[Exercise materials]
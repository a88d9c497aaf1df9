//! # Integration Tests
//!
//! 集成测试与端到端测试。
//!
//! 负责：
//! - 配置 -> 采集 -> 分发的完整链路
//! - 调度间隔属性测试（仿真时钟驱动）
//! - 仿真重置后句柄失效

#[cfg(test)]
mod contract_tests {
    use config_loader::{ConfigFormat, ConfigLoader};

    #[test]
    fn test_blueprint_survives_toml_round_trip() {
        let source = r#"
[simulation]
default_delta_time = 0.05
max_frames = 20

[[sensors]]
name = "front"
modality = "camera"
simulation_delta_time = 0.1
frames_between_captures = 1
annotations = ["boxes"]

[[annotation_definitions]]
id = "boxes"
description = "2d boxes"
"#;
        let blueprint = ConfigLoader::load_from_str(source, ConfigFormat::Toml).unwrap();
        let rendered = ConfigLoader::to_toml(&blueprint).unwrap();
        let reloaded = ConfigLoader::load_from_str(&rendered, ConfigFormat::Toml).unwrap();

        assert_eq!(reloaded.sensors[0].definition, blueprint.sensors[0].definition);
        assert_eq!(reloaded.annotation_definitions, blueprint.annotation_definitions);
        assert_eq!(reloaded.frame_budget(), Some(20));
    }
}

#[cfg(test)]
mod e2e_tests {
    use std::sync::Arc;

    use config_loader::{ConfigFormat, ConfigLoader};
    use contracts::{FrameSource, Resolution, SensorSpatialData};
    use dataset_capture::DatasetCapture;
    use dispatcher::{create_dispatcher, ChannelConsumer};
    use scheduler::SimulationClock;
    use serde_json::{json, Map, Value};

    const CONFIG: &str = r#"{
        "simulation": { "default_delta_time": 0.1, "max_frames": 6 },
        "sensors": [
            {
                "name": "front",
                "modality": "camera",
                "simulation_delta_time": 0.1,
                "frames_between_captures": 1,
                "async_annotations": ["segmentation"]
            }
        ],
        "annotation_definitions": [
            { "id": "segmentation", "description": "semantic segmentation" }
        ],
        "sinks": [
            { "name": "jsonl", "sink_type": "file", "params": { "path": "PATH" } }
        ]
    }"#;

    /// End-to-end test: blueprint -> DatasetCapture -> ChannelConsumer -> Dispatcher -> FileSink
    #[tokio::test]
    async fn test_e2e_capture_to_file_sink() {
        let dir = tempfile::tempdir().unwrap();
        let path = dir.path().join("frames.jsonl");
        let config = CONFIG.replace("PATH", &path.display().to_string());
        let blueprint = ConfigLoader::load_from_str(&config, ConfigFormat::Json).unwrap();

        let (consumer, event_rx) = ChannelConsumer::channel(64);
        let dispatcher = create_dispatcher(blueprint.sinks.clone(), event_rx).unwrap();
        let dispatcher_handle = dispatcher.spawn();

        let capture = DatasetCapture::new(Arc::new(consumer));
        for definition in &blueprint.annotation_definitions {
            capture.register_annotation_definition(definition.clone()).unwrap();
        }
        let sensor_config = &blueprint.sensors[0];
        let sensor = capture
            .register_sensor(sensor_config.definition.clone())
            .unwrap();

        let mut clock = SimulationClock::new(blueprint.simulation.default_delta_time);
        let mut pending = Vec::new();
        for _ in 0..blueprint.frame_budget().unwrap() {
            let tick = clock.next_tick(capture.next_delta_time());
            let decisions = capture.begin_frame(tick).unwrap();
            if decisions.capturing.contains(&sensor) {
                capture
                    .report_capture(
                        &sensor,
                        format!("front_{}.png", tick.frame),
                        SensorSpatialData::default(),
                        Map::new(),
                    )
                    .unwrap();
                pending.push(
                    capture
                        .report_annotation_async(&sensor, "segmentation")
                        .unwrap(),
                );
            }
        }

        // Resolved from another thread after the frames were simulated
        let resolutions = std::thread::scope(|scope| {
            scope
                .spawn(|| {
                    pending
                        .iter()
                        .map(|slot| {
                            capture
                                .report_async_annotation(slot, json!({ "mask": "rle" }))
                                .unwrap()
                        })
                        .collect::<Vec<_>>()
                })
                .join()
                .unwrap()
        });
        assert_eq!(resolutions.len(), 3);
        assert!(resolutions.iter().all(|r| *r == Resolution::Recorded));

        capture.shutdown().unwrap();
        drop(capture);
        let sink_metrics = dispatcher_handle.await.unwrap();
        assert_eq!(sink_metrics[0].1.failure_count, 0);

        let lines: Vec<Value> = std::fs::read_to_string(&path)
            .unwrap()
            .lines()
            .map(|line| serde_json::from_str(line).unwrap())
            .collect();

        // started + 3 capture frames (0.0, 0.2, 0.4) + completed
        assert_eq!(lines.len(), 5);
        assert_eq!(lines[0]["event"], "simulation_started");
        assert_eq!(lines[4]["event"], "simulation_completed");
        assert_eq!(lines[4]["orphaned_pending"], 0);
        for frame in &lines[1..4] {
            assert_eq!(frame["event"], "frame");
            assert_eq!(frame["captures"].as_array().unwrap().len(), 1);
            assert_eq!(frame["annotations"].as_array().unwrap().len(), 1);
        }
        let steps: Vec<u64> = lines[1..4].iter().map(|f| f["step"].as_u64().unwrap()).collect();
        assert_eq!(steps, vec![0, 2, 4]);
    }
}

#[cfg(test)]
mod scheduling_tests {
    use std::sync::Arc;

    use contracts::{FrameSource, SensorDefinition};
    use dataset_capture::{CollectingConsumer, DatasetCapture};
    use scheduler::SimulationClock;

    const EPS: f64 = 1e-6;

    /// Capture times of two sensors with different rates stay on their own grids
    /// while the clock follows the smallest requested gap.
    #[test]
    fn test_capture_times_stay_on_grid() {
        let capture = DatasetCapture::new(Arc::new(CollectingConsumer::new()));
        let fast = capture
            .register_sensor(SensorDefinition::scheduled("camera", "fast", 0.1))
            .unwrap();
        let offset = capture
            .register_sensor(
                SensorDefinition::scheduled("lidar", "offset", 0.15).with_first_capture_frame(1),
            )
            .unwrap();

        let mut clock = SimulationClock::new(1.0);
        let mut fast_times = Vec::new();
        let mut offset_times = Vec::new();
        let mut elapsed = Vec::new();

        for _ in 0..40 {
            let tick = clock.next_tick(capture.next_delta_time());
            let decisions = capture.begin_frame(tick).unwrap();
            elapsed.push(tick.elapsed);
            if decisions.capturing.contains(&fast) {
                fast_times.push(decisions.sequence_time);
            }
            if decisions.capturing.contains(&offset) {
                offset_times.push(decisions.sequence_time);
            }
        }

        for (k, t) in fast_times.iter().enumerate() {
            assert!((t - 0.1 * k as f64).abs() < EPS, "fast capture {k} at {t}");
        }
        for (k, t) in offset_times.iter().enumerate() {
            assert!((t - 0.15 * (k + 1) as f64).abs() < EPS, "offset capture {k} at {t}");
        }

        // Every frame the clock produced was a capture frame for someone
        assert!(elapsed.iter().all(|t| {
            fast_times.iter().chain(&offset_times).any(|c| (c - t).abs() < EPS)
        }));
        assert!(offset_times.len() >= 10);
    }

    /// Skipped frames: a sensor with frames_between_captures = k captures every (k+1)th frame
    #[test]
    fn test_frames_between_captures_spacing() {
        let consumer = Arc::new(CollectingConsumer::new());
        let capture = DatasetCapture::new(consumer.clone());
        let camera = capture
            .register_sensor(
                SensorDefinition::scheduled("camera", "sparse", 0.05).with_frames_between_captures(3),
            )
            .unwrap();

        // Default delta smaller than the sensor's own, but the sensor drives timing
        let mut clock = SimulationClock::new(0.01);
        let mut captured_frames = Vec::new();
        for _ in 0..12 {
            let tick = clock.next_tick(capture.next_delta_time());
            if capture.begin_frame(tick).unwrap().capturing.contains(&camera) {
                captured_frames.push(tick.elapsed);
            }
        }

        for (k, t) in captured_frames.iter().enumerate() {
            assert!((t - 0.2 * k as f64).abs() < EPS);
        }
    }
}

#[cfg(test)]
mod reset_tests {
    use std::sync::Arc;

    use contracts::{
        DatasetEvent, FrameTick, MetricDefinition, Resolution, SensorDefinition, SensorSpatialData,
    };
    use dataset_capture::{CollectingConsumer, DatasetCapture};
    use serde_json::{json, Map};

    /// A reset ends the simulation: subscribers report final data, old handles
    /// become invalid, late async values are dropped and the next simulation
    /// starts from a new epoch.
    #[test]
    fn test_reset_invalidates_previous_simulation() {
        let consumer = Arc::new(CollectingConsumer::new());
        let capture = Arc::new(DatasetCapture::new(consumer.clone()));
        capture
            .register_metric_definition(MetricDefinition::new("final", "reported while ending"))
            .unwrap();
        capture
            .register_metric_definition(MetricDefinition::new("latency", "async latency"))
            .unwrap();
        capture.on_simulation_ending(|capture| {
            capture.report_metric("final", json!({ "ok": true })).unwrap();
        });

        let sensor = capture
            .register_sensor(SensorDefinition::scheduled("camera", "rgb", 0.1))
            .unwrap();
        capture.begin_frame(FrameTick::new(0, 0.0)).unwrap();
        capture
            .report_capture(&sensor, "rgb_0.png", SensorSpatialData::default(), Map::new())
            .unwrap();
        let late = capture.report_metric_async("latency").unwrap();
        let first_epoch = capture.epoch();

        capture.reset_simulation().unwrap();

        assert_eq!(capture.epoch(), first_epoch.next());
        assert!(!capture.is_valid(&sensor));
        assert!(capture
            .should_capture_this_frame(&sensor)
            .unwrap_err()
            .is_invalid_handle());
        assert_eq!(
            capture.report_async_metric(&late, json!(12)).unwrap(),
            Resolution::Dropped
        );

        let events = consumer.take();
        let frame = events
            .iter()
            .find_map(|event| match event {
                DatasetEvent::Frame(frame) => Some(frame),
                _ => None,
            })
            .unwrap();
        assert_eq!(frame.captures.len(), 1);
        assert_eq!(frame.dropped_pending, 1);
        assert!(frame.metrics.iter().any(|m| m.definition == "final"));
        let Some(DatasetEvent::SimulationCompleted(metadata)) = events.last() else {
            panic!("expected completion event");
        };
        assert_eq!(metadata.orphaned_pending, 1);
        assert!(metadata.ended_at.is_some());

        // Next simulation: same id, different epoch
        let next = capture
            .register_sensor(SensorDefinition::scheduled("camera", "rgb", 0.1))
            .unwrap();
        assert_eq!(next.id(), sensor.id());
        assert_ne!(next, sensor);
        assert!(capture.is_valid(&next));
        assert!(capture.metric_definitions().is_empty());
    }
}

[Exercise aim] Reprint exactly the lines above that start at the one with "elapsed.push(tick.elapsed);" and end at the one with "for (k, t) in fast_times.iter().enumerate()", keeping both and adding none.

[Exercise response]
            elapsed.push(tick.elapsed);
            if decisions.capturing.contains(&fast) {
                fast_times.push(decisions.sequence_time);
            }
            if decisions.capturing.contains(&offset) {
                offset_times.push(decisions.sequence_time);
            }
        }

        for (k, t) in fast_times.iter().enumerate() {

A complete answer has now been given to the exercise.